(Records drawn from a dataset)

※

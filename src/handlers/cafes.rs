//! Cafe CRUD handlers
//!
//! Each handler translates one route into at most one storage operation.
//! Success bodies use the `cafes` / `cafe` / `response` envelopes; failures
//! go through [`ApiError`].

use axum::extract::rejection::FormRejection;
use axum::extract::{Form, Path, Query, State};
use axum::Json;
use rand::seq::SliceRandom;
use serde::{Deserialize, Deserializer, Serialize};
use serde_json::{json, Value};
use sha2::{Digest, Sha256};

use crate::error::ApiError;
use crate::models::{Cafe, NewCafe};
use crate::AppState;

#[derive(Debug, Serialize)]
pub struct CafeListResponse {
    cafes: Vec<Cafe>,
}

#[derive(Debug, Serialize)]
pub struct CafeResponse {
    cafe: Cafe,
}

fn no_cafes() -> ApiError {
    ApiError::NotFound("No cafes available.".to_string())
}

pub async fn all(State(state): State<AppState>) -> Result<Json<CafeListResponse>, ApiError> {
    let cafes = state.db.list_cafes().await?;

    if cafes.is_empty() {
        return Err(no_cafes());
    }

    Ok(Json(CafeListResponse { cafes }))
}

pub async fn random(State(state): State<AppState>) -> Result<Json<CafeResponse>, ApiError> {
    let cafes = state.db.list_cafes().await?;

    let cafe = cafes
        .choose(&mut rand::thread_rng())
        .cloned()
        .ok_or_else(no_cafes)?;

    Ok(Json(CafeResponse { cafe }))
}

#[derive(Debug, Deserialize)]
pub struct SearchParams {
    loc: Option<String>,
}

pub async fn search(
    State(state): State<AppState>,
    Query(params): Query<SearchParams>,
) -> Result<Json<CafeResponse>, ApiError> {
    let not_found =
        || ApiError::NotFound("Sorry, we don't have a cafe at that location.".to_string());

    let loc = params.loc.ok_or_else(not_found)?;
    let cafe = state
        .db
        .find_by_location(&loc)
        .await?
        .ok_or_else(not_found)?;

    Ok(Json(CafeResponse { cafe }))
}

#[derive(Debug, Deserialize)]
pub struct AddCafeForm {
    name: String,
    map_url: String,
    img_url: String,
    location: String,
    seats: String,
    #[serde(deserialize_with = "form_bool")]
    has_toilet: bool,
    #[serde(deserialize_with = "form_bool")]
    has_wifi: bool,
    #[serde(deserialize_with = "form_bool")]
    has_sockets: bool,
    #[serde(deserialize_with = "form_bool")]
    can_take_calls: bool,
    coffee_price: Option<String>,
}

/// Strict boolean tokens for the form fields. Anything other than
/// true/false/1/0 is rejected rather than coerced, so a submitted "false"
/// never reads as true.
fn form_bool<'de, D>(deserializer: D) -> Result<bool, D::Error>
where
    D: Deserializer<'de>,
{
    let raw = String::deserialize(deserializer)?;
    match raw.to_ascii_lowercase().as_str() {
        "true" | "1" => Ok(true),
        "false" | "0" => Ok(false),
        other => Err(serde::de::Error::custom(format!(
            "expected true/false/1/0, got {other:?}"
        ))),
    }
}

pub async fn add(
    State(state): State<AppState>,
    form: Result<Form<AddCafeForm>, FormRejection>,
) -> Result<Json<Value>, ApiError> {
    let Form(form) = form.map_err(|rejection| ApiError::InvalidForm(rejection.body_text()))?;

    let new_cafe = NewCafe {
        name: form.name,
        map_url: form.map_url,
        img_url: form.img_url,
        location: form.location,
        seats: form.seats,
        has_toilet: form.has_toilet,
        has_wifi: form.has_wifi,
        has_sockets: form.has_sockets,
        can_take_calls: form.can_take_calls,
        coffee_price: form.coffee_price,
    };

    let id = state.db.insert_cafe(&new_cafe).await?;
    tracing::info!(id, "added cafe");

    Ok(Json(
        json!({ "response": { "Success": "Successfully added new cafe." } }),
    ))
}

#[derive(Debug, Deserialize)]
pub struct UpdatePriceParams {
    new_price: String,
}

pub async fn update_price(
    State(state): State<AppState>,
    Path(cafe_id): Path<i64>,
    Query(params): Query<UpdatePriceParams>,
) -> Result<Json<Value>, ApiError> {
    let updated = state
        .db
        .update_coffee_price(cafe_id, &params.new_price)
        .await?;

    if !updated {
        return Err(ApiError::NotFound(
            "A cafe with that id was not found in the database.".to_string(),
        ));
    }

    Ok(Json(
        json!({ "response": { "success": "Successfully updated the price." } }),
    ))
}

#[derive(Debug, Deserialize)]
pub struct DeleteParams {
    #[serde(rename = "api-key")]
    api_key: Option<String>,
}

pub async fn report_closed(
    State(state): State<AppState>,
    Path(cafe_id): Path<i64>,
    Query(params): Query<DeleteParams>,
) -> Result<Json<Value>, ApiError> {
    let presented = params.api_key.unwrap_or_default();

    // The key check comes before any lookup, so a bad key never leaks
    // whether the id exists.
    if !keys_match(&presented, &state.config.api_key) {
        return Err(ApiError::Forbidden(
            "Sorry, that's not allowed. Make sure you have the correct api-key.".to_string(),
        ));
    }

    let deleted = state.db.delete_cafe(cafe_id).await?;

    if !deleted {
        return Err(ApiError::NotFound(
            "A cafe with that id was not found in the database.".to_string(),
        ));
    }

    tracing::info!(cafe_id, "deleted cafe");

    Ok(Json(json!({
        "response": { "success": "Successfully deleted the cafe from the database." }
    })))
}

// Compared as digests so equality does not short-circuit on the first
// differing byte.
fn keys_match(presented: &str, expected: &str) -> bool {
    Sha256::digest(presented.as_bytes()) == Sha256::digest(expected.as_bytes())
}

※

* [Exercise description] Report, with no additional words, how many lines in the records above contain the word "true".

* [Expected output] 4